In my experience, the evangelical church was often too quick to make positive statements about God. Some of the positive statements were ignorant at best and destructive and hateful at worst.
It makes sense that the religious life can be envisioned as learning things about God, responding to those things in thought and action, and then perhaps telling other people those things. When I say “positive statements about God” in this context I do not mean positive as in “good”. Positive here means stating something that IS, and negative means stating something that IS NOT.
Positive: “God is like a rock.”
Negative: “God is not like a rock.”
Here is why understanding this matters in consideration of the evangelical church. The more than occasional arrogance and vacancy of the evangelical church is betrayed by the fact that it majors on positive statements and often fails to consider negative statements. It might be true that God is like a rock. However it is just as true, perhaps more so, that there are many ways in which God is not like a rock. The spiritual life needs the tension of this positive (katophatic) and negative (apophatic) way together.
If there is only negative then we cannot know anything at all. There is no use in this way, and this way on its own cannot be understood as Christian. Christian faith affirms that some things have indeed been revealed. There is a lot that we can know. If the only statements are negative, “we can’t know anything about God”, then there is no hope of connecting in any way with the transcendent. If there is only positive then we trade the wonder and mystery of God (theology) for the focus only on our thoughts and ideas (anthropology) about God.
In my experience the evangelical church carried a bit of a curse of the positive way.
It seemed that God could be easily understood and comprehended. “God is like this, and this and this, and this." From there the jump was quickly made to making statements about what God liked and wanted politically, socially, culturally. So God was “for this, for this, and this and this, and against this and this and this.” You don’t have to guess that God was for pretty much everything the evangelical church was for and against everything the evangelical church was against.
There was a book that made the rounds in evangelical circles years ago. It was by Lee Strobel who was embraced by a very conservative, nationalist, purity culture movement in the church. The book was called “What Jesus Would Say to Bart Simpson, Madonna, Rush Limbaugh, Murphy Brown … AND YOU"!” Now that’s some arrogant shit!

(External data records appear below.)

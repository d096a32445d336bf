use std::path::Path;

use comfy_table::{ContentArrangement, Table};
use lp_core::TableCategory;

pub fn run(file: &Path, category: Option<&str>, subject: Option<&Path>) -> Result<(), String> {
    let registry = super::load_registry(file)?;
    let subject = super::load_subject(subject)?;
    let category = category.map(TableCategory::parse);

    let tables = registry.available(&subject, category.as_ref());
    if tables.is_empty() {
        println!("  No tables found.");
        return Ok(());
    }

    let mut table = Table::new();
    table.set_content_arrangement(ContentArrangement::Dynamic);
    table.set_header(vec!["Id", "Name", "Category", "Dice", "Modifier"]);

    for t in &tables {
        let modifier = t
            .modifier
            .as_ref()
            .map_or_else(|| "—".to_string(), |m| m.as_str().to_string());
        table.add_row(vec![
            t.id.clone(),
            t.name.clone(),
            t.category.to_string(),
            t.dice.clone(),
            modifier,
        ]);
    }

    println!("{table}");
    println!();
    println!("  {} tables", tables.len());

    Ok(())
}
//! Dice types, specifications, and rolling.
//!
//! A [`DiceSpec`] is parsed from `<count>d<sides>` notation (count defaults
//! to 1). Anything else, including modifiers like `2d6+3`, is rejected with
//! [`MechError::InvalidDiceNotation`]; table modifiers are applied separately.

pub mod modified;
pub mod roll;

pub use modified::{Contribution, ModifiedRoll, RollMode};
pub use roll::{DieResult, RollResult};

use std::str::FromStr;

use rand::Rng;
use rand::rngs::StdRng;
use serde::{Deserialize, Serialize};

use crate::error::{MechError, MechResult};

/// A polyhedral die type.
#[derive(Debug, Clone, Copy, PartialEq, Eq, Hash, Serialize, Deserialize)]
pub enum Die {
    /// Four-sided die.
    D4,
    /// Six-sided die.
    D6,
    /// Eight-sided die.
    D8,
    /// Ten-sided die.
    D10,
    /// Twelve-sided die.
    D12,
    /// Twenty-sided die.
    D20,
    /// Percentile die (1-100).
    D100,
    /// A die with any other number of sides (at least 1).
    Custom(u32),
}

impl Die {
    /// Returns the number of sides on this die.
    pub fn sides(self) -> u32 {
        match self {
            Self::D4 => 4,
            Self::D6 => 6,
            Self::D8 => 8,
            Self::D10 => 10,
            Self::D12 => 12,
            Self::D20 => 20,
            Self::D100 => 100,
            Self::Custom(n) => n,
        }
    }

    /// The die with `sides` faces, or `None` for zero.
    pub fn from_sides(sides: u32) -> Option<Self> {
        match sides {
            0 => None,
            4 => Some(Self::D4),
            6 => Some(Self::D6),
            8 => Some(Self::D8),
            10 => Some(Self::D10),
            12 => Some(Self::D12),
            20 => Some(Self::D20),
            100 => Some(Self::D100),
            n => Some(Self::Custom(n)),
        }
    }

    /// Roll this die once.
    pub fn roll(self, rng: &mut StdRng) -> u32 {
        rng.random_range(1..=self.sides())
    }
}

impl std::fmt::Display for Die {
    fn fmt(&self, f: &mut std::fmt::Formatter<'_>) -> std::fmt::Result {
        write!(f, "d{}", self.sides())
    }
}

/// A parsed dice specification: `count` dice of one type, summed.
#[derive(Debug, Clone, Copy, PartialEq, Eq, Hash, Serialize, Deserialize)]
pub struct DiceSpec {
    /// Number of dice (at least 1).
    pub count: u32,
    /// Die type.
    pub die: Die,
}

impl DiceSpec {
    /// Create a spec, rejecting a zero count or zero sides.
    pub fn new(count: u32, sides: u32) -> MechResult<Self> {
        let die = Die::from_sides(sides)
            .ok_or_else(|| MechError::InvalidDiceNotation(format!("{count}d{sides}")))?;
        if count == 0 || count.checked_mul(sides).is_none_or(|m| m > i32::MAX as u32) {
            return Err(MechError::InvalidDiceNotation(format!("{count}d{sides}")));
        }
        Ok(Self { count, die })
    }

    /// Parse `<count>d<sides>` notation such as `d20`, `2d6`, or `1D100`.
    pub fn parse(notation: &str) -> MechResult<Self> {
        let invalid = || MechError::InvalidDiceNotation(notation.to_string());
        let lower = notation.trim().to_lowercase();

        let (count_str, sides_str) = lower.split_once('d').ok_or_else(invalid)?;

        let count = if count_str.is_empty() {
            1
        } else {
            parse_digits(count_str).ok_or_else(invalid)?
        };
        let sides = parse_digits(sides_str).ok_or_else(invalid)?;

        Self::new(count, sides).map_err(|_| invalid())
    }

    /// Smallest possible total.
    pub fn min(&self) -> i32 {
        self.count as i32
    }

    /// Largest possible total.
    pub fn max(&self) -> i32 {
        (self.count * self.die.sides()) as i32
    }

    /// Roll every die and return the sum.
    pub fn roll(&self, rng: &mut StdRng) -> i32 {
        self.roll_detailed(rng).total()
    }

    /// Roll every die and keep the individual results.
    pub fn roll_detailed(&self, rng: &mut StdRng) -> RollResult {
        let dice = (0..self.count)
            .map(|_| DieResult {
                die: self.die,
                value: self.die.roll(rng),
            })
            .collect();
        RollResult { dice }
    }
}

/// Parse a non-empty run of ASCII digits.
fn parse_digits(s: &str) -> Option<u32> {
    if s.is_empty() || !s.bytes().all(|b| b.is_ascii_digit()) {
        return None;
    }
    s.parse().ok()
}

impl FromStr for DiceSpec {
    type Err = MechError;

    fn from_str(s: &str) -> Result<Self, Self::Err> {
        Self::parse(s)
    }
}

impl std::fmt::Display for DiceSpec {
    fn fmt(&self, f: &mut std::fmt::Formatter<'_>) -> std::fmt::Result {
        if self.count == 1 {
            write!(f, "{}", self.die)
        } else {
            write!(f, "{}{}", self.count, self.die)
        }
    }
}
/// Alias for `Result<T, CoreError>`.
pub type CoreResult<T> = Result<T, CoreError>;

/// Errors raised while interpreting core data.
#[derive(Debug, Clone, PartialEq, Eq, thiserror::Error)]
pub enum CoreError {
    /// A condition string could not be parsed.
    #[error("invalid condition: \"{0}\"")]
    InvalidCondition(String),

    /// An attribute name is not part of the attribute block.
    #[error("unknown attribute: {0}")]
    UnknownAttribute(String),
}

I find it disturbing and hilarious that Lee Strobel would assume to know what Jesus would say to Mother Teresa. Perhaps she read the book to find out.
This shows the concern of only positive statements. The church and its people begin to act is if they know just what God would say to everyone. Generations of people who have been open to faith have walked away from the church because of such thoughtlessness. To be sure, we can make positive statements about God from Christian theology. A church that offers only mystery does not offer much. It is likely that some churches and expressions of faith erred on the side of never saying anything about God. Evangelicals embraced a different mistake.
I offer an image from theologian Karl Barth to describe the helpful tension;
Doing theology is like trying to paint a bird in flight. It is always a hazardous task, one that never improves on the original.
An image from my friend Alwyn’s catalogue;
There is beauty in the stillness of the shot, but the real power comes from knowing what we can’t see, the movement of the wings, the flight and the soaring.